Observation data (J2000 epoch)
- Right ascension: 00^{h} 53^{m} 24.74^{s}
- Declination: −72° 11′ 47.6″
- Distance: 200 kly
- Apparent magnitude (V): 11.73±0.12
- Apparent dimensions (V): 0.9' x 0.9'

Physical characteristics
- Mass: 600±200 M_{☉}
- Estimated age: 26+15 −9 Myr
- Other designations: ESO 051-SC 005.

Associations
- Constellation: Tucana

= NGC 299 =

Open star cluster in the constellation Tucana

NGC 299 is an open cluster of stars in the main body of the Small Magellanic Cloud – a nearby dwarf galaxy. It is located in the southern constellation of Tucana, just under 200,000 light years distant from the Sun. The cluster was discovered on August 12, 1834, by English astronomer John Herschel.

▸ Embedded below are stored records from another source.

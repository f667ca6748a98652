//! Plain or TLS transport under [`RedisClient`](super::RedisClient).
//!
//! Certificates are checked against the webpki root set unless
//! `insecure_skip_verify` is set, which accepts any certificate the server
//! presents (self-signed test deployments, internal CAs).

use super::ConnectionError;
use rustls::client::danger::{HandshakeSignatureValid, ServerCertVerified, ServerCertVerifier};
use rustls::crypto::{ring, verify_tls12_signature, verify_tls13_signature, CryptoProvider};
use rustls::pki_types::{CertificateDer, ServerName, UnixTime};
use rustls::{ClientConfig, DigitallySignedStruct, RootCertStore, SignatureScheme};
use std::io;
use std::pin::Pin;
use std::sync::Arc;
use std::task::{Context, Poll};
use tokio::io::{AsyncRead, AsyncWrite, ReadBuf};
use tokio::net::TcpStream;
use tokio_rustls::client::TlsStream;
use tokio_rustls::TlsConnector;
use tracing::{debug, warn};

/// Transport settings for one server.
#[derive(Debug, Clone, Copy, Default, PartialEq, Eq)]
pub struct TlsOptions {
    pub enabled: bool,
    pub insecure_skip_verify: bool,
}

impl TlsOptions {
    pub fn new(enabled: bool, insecure_skip_verify: bool) -> Self {
        Self {
            enabled,
            insecure_skip_verify,
        }
    }
}

/// A connected socket, encrypted or not.
pub enum RedisStream {
    Plain(TcpStream),
    Tls(Box<TlsStream<TcpStream>>),
}

impl RedisStream {
    /// Runs the TLS handshake over `tcp` when `options.enabled` is set.
    pub async fn wrap(
        tcp: TcpStream,
        addr: &str,
        options: &TlsOptions,
    ) -> Result<Self, ConnectionError> {
        if !options.enabled {
            return Ok(RedisStream::Plain(tcp));
        }
        let connector = TlsConnector::from(client_config(options.insecure_skip_verify)?);
        let domain = server_name(addr)?;
        let stream = connector.connect(domain, tcp).await?;
        debug!(addr = %addr, "TLS handshake complete");
        Ok(RedisStream::Tls(Box::new(stream)))
    }

    pub fn is_tls(&self) -> bool {
        matches!(self, RedisStream::Tls(_))
    }
}

fn client_config(insecure_skip_verify: bool) -> Result<Arc<ClientConfig>, ConnectionError> {
    let provider = Arc::new(ring::default_provider());
    let builder = ClientConfig::builder_with_provider(Arc::clone(&provider))
        .with_safe_default_protocol_versions()
        .map_err(|e| ConnectionError::Tls(e.to_string()))?;

    let config = if insecure_skip_verify {
        warn!("TLS certificate verification is disabled");
        builder
            .dangerous()
            .with_custom_certificate_verifier(Arc::new(AcceptAnyCertificate(provider)))
            .with_no_client_auth()
    } else {
        let mut roots = RootCertStore::empty();
        roots.extend(webpki_roots::TLS_SERVER_ROOTS.iter().cloned());
        builder.with_root_certificates(roots).with_no_client_auth()
    };
    Ok(Arc::new(config))
}

/// Host part of `host:port` or `[v6]:port`.
fn host_of(addr: &str) -> &str {
    let host = match addr.rsplit_once(':') {
        Some((host, port)) if port.parse::<u16>().is_ok() => host,
        _ => addr,
    };
    host.strip_prefix('[')
        .and_then(|h| h.strip_suffix(']'))
        .unwrap_or(host)
}

/// SNI name (or IP) the certificate must match.
pub fn server_name(addr: &str) -> Result<ServerName<'static>, ConnectionError> {
    let host = host_of(addr);
    ServerName::try_from(host.to_string())
        .map_err(|e| ConnectionError::Tls(format!("invalid server name {:?}: {}", host, e)))
}

/// Signatures are still checked so the handshake is well formed; only the
/// certificate chain and name are trusted blindly.
#[derive(Debug)]
struct AcceptAnyCertificate(Arc<CryptoProvider>);

impl ServerCertVerifier for AcceptAnyCertificate {
    fn verify_server_cert(
        &self,
        _end_entity: &CertificateDer<'_>,
        _intermediates: &[CertificateDer<'_>],
        _server_name: &ServerName<'_>,
        _ocsp_response: &[u8],
        _now: UnixTime,
    ) -> Result<ServerCertVerified, rustls::Error> {
        Ok(ServerCertVerified::assertion())
    }

    fn verify_tls12_signature(
        &self,
        message: &[u8],
        cert: &CertificateDer<'_>,
        dss: &DigitallySignedStruct,
    ) -> Result<HandshakeSignatureValid, rustls::Error> {
        verify_tls12_signature(message, cert, dss, &self.0.signature_verification_algorithms)
    }

    fn verify_tls13_signature(
        &self,
        message: &[u8],
        cert: &CertificateDer<'_>,
        dss: &DigitallySignedStruct,
    ) -> Result<HandshakeSignatureValid, rustls::Error> {
        verify_tls13_signature(message, cert, dss, &self.0.signature_verification_algorithms)
    }

    fn supported_verify_schemes(&self) -> Vec<SignatureScheme> {
        self.0.signature_verification_algorithms.supported_schemes()
    }
}

impl AsyncRead for RedisStream {
    fn poll_read(
        self: Pin<&mut Self>,
        cx: &mut Context<'_>,
        buf: &mut ReadBuf<'_>,
    ) -> Poll<io::Result<()>> {
        match self.get_mut() {
            RedisStream::Plain(s) => Pin::new(s).poll_read(cx, buf),
            RedisStream::Tls(s) => Pin::new(s.as_mut()).poll_read(cx, buf),
        }
    }
}

impl AsyncWrite for RedisStream {
    fn poll_write(
        self: Pin<&mut Self>,
        cx: &mut Context<'_>,
        buf: &[u8],
    ) -> Poll<io::Result<usize>> {
        match self.get_mut() {
            RedisStream::Plain(s) => Pin::new(s).poll_write(cx, buf),
            RedisStream::Tls(s) => Pin::new(s.as_mut()).poll_write(cx, buf),
        }
    }

    fn poll_flush(self: Pin<&mut Self>, cx: &mut Context<'_>) -> Poll<io::Result<()>> {
        match self.get_mut() {
            RedisStream::Plain(s) => Pin::new(s).poll_flush(cx),
            RedisStream::Tls(s) => Pin::new(s.as_mut()).poll_flush(cx),
        }
    }

    fn poll_shutdown(self: Pin<&mut Self>, cx: &mut Context<'_>) -> Poll<io::Result<()>> {
        match self.get_mut() {
            RedisStream::Plain(s) => Pin::new(s).poll_shutdown(cx),
            RedisStream::Tls(s) => Pin::new(s.as_mut()).poll_shutdown(cx),
        }
    }
}

#[cfg(test)]
mod tests {
    use super::*;
    use std::net::{IpAddr, Ipv4Addr, Ipv6Addr};
    use tokio::io::{AsyncReadExt, AsyncWriteExt};
    use tokio::net::TcpListener;

    #[test]
    fn test_host_of() {
        assert_eq!(host_of("redis.example.com:6380"), "redis.example.com");
        assert_eq!(host_of("10.0.0.1:6379"), "10.0.0.1");
        assert_eq!(host_of("[::1]:6379"), "::1");
        assert_eq!(host_of("localhost"), "localhost");
    }

    #[test]
    fn test_server_name() {
        assert_eq!(
            server_name("redis.example.com:6380").unwrap(),
            ServerName::try_from("redis.example.com").unwrap()
        );
        assert_eq!(
            server_name("10.0.0.1:6379").unwrap(),
            ServerName::IpAddress(IpAddr::V4(Ipv4Addr::new(10, 0, 0, 1)).into())
        );
        assert_eq!(
            server_name("[::1]:6379").unwrap(),
            ServerName::IpAddress(IpAddr::V6(Ipv6Addr::LOCALHOST).into())
        );
        assert!(matches!(
            server_name("bad host!:6379"),
            Err(ConnectionError::Tls(_))
        ));
    }

    #[test]
    fn test_client_configs_build() {
        assert!(client_config(false).is_ok());
        assert!(client_config(true).is_ok());
    }

    #[test]
    fn test_accept_any_certificate() {
        let verifier = AcceptAnyCertificate(Arc::new(ring::default_provider()));
        let name = ServerName::try_from("redis.internal").unwrap();
        assert!(verifier
            .verify_server_cert(
                &CertificateDer::from(vec![0u8; 4]),
                &[],
                &name,
                &[],
                UnixTime::now(),
            )
            .is_ok());
        assert!(!verifier.supported_verify_schemes().is_empty());
    }

    #[tokio::test]
    async fn test_plain_stream_passthrough() {
        let listener = TcpListener::bind("127.0.0.1:0").await.unwrap();
        let addr = listener.local_addr().unwrap().to_string();
        let server = tokio::spawn(async move {
            let (mut sock, _) = listener.accept().await.unwrap();
            let mut buf = [0u8; 4];
            sock.read_exact(&mut buf).await.unwrap();
            sock.write_all(&buf).await.unwrap();
        });

        let tcp = TcpStream::connect(&addr).await.unwrap();
        let mut stream = RedisStream::wrap(tcp, &addr, &TlsOptions::default())
            .await
            .unwrap();
        assert!(!stream.is_tls());
        stream.write_all(b"PING").await.unwrap();
        let mut buf = [0u8; 4];
        stream.read_exact(&mut buf).await.unwrap();
        assert_eq!(&buf, b"PING");
        server.await.unwrap();
    }

    #[tokio::test]
    async fn test_tls_handshake_failure_is_an_error() {
        // The peer speaks plain RESP, not TLS.
        let listener = TcpListener::bind("127.0.0.1:0").await.unwrap();
        let addr = listener.local_addr().unwrap().to_string();
        let server = tokio::spawn(async move {
            let (mut sock, _) = listener.accept().await.unwrap();
            let _ = sock.write_all(b"-ERR not tls\r\n").await;
        });

        let tcp = TcpStream::connect(&addr).await.unwrap();
        let result = RedisStream::wrap(tcp, &addr, &TlsOptions::new(true, true)).await;
        assert!(result.is_err());
        server.await.unwrap();
    }
}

The cluster is around 25 million years old with 600 times the mass of the Sun. It spans a radius of 7.3 pc. The metallicity of the cluster, what astronomers term the abundance of elements more massive than helium, is almost identical to that of the Sun. The cluster is old enough that the stellar winds from the most massive members has dispersed all of the original dust and gas. Hence, star formation has come to a halt. Two eclipsing binaries and one probable Be star have been identified, but the cluster is lacking any low-amplitude pulsating variables.